ART: ART was performed using a unimanual or bimanual technique and a single- or dual-fiber endoillumination system. A 2 disc-diameter area of the retina was circumscribed by endolaser barricade; endodiathermy was applied to blood vessels at the edges of the so delimitated area. A localized retinal detachment by subretinal fluid injection could be induced before harvesting the graft by end-grasping forceps and curved or vertical scissors. Eighty percent of grafts were taken from the superior mid-periphery except in two patients with associated rhegmatogenous retinal detachment, in whom the retinal patch was obtained directly from the edge of a leaking tear. The retinal free flap was transferred to the recipient site to cover or fill the FTMH [15, 22].
hAM plug: The plug was shaped from the donor tissue and inserted into the vitreous cavity through a valveless trocar or by temporary removal of the trocar. The hAM was positioned inside the hole, preferably with the basal membrane facing upward and the chorion oriented toward the retinal pigment epithelium (RPE).
The rate of “covered” or “filled” cases, substances used to stabilize the plug, final tamponade, and duration of face positioning were recorded for all techniques.
Examinations
The primary outcomes were anatomical NO-ILM FTMH closure and best-corrected visual acuity (BCVA) at the end of the 12-month follow-up period. BCVA was measured in logMAR units using the Early Treatment of Diabetic Retinopathy Study (ETDRS) chart. The secondary outcomes analyzed BCVA trend, and the possible statistical correlation between primary outcomes and: a) imaging findings (e.g., minimum and basal diameter of NO-ILM FTMH; b) some preoperative and intraoperative variables, such as demographics, axial length, hole type (i.e., first attempt or true refractory), probable causative pathology, number of previous repairs (0 for first attempt surgeries), medium under which the plug was positioned, final tamponade, duration of postoperative head positioning.

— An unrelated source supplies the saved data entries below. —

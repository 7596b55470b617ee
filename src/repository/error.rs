// ==========================================
// 来料检验系统 - 仓储层错误类型
// ==========================================
// 工具: thiserror 派生宏
// ==========================================

use thiserror::Error;

/// 仓储层错误类型
#[derive(Error, Debug)]
pub enum RepositoryError {
    // ===== 数据库错误 =====
    #[error("记录未找到: {entity} with id={id}")]
    NotFound { entity: String, id: String },

    #[error("数据库锁获取失败: {0}")]
    LockError(String),

    #[error("数据库事务失败: {0}")]
    DatabaseTransactionError(String),

    #[error("数据库查询失败: {0}")]
    DatabaseQueryError(String),

    #[error("唯一约束违反: {0}")]
    UniqueConstraintViolation(String),

    #[error("外键约束违反: {0}")]
    ForeignKeyViolation(String),

    // ===== 业务规则错误 =====
    #[error("业务规则违反: {0}")]
    BusinessRuleViolation(String),

    // ===== 数据质量错误 =====
    #[error("字段值错误 (field={field}): {message}")]
    FieldValueError { field: String, message: String },

    #[error("序列化失败: {0}")]
    SerializationError(String),

    // ===== 通用错误 =====
    #[error(transparent)]
    Other(#[from] anyhow::Error),
}

// 实现 From<rusqlite::Error>
impl From<rusqlite::Error> for RepositoryError {
    fn from(err: rusqlite::Error) -> Self {
        match err {
            rusqlite::Error::SqliteFailure(_, Some(msg)) => {
                if msg.contains("UNIQUE") {
                    RepositoryError::UniqueConstraintViolation(msg)
                } else if msg.contains("FOREIGN KEY") {
                    RepositoryError::ForeignKeyViolation(msg)
                } else {
                    RepositoryError::DatabaseQueryError(msg)
                }
            }
            rusqlite::Error::QueryReturnedNoRows => RepositoryError::NotFound {
                entity: "Unknown".to_string(),
                id: "Unknown".to_string(),
            },
            _ => RepositoryError::DatabaseQueryError(err.to_string()),
        }
    }
}

// 实现 From<serde_json::Error>
impl From<serde_json::Error> for RepositoryError {
    fn from(err: serde_json::Error) -> Self {
        RepositoryError::SerializationError(err.to_string())
    }
}

/// Result 类型别名
pub type RepositoryResult<T> = Result<T, RepositoryError>;

#[cfg(test)]
mod tests {
    use super::*;

    #[test]
    fn test_no_rows_maps_to_not_found() {
        let err: RepositoryError = rusqlite::Error::QueryReturnedNoRows.into();
        assert!(matches!(err, RepositoryError::NotFound { .. }));
    }

    #[test]
    fn test_unique_violation_is_classified() {
        let conn = rusqlite::Connection::open_in_memory().unwrap();
        conn.execute_batch("CREATE TABLE t (k TEXT UNIQUE); INSERT INTO t VALUES ('a');")
            .unwrap();
        let err: RepositoryError = conn
            .execute("INSERT INTO t VALUES ('a')", [])
            .unwrap_err()
            .into();
        assert!(matches!(err, RepositoryError::UniqueConstraintViolation(_)));
    }
}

On the images surgeons recorded preoperative diameters (μm), presence/absence of cystoid edema or of detachment in the hole edges, atrophy or severe thinning of the interdigitation zone (IZ) at hole base; postoperative FTMH closure (i.e., type 1 of Kang’s classification) [23], and restoration of the external limiting membrane (ELM) (continuous, partial, or absent). Cases with uncertain classification were independently reviewed by two authors (UL and PM).
Statistical analysis
Means and standard deviations were reported for continuous variables with a normal distribution, whereas medians with interquartile ranges were reported for continuous variables with a non-normal distribution. Linear regression models were used to test correlations. All the collected variables were assessed for potential correlations with the primary outcomes and included in the multivariate analysis. It has to be noted that, by default, most of the regression models require that all the database entries are fulfilled to work; that is, they exclude the cases with missing covariates. Between- and within-group analyses were performed using repeated-measures analysis of variance. Post hoc contrast analysis was performed using Fisher’s least significant difference test (95% family-wise confidence level). Analyses were performed using linear regression models in the R Cran environment (https://cran.r-project.org/ ver. 3.4.0) and p-values < 0.05 were considered statistically significant [24].
Results
The study included PPV procedures (60 and 56 using 23-G and 25-G calipers, respectively) performed by 21 surgeons on 116 eyes of 116 patients (70 women and 46 men; mean age: 65 years; age range: 18–86 years). Simultaneous phacoemulsification was performed in the 12 eyes which still preserved the natural lens at the time of the study surgery. Preoperatively, the mean BCVA was 1.14 (± 0.48) logMAR, median axial length was 24.35 mm (interquartile range: 23.11–30.01 mm), and mean minimum and basal FTMH diameters were 630 (± 286) and 975 (± 421) μm, respectively. First attempt and true refractory procedures were performed in 19 (16%) and 97 (84%) eyes, respectively. The true refractory procedures included 2 recurrent (i.e., re-opened) cases; 78, 18, and 1 eyes had undergone one, two, and three previous surgeries. Most of these pre-study repairing attempts (83%) involved ILM peeling (with or without the “inverted flap” maneuver). The holes were idiopathic (89 eyes) or secondary to previous retinal detachment (20 eyes), non-penetrating ocular trauma (4 eyes), macular neovascular membrane (2 eyes), or epiretinal membrane surgery (1 eye). Preoperative imaging assessing detected cystoid edema in the hole edges in 60 eyes (52%), IZ atrophy at the FTMH base in 43 eyes (37%). Postoperatively, cystoid macular edema was present at two or more follow-up time points in 5 hole-closed eyes despite topical and local treatments, whereas 1 eye developed steroid-dependent panuveitis.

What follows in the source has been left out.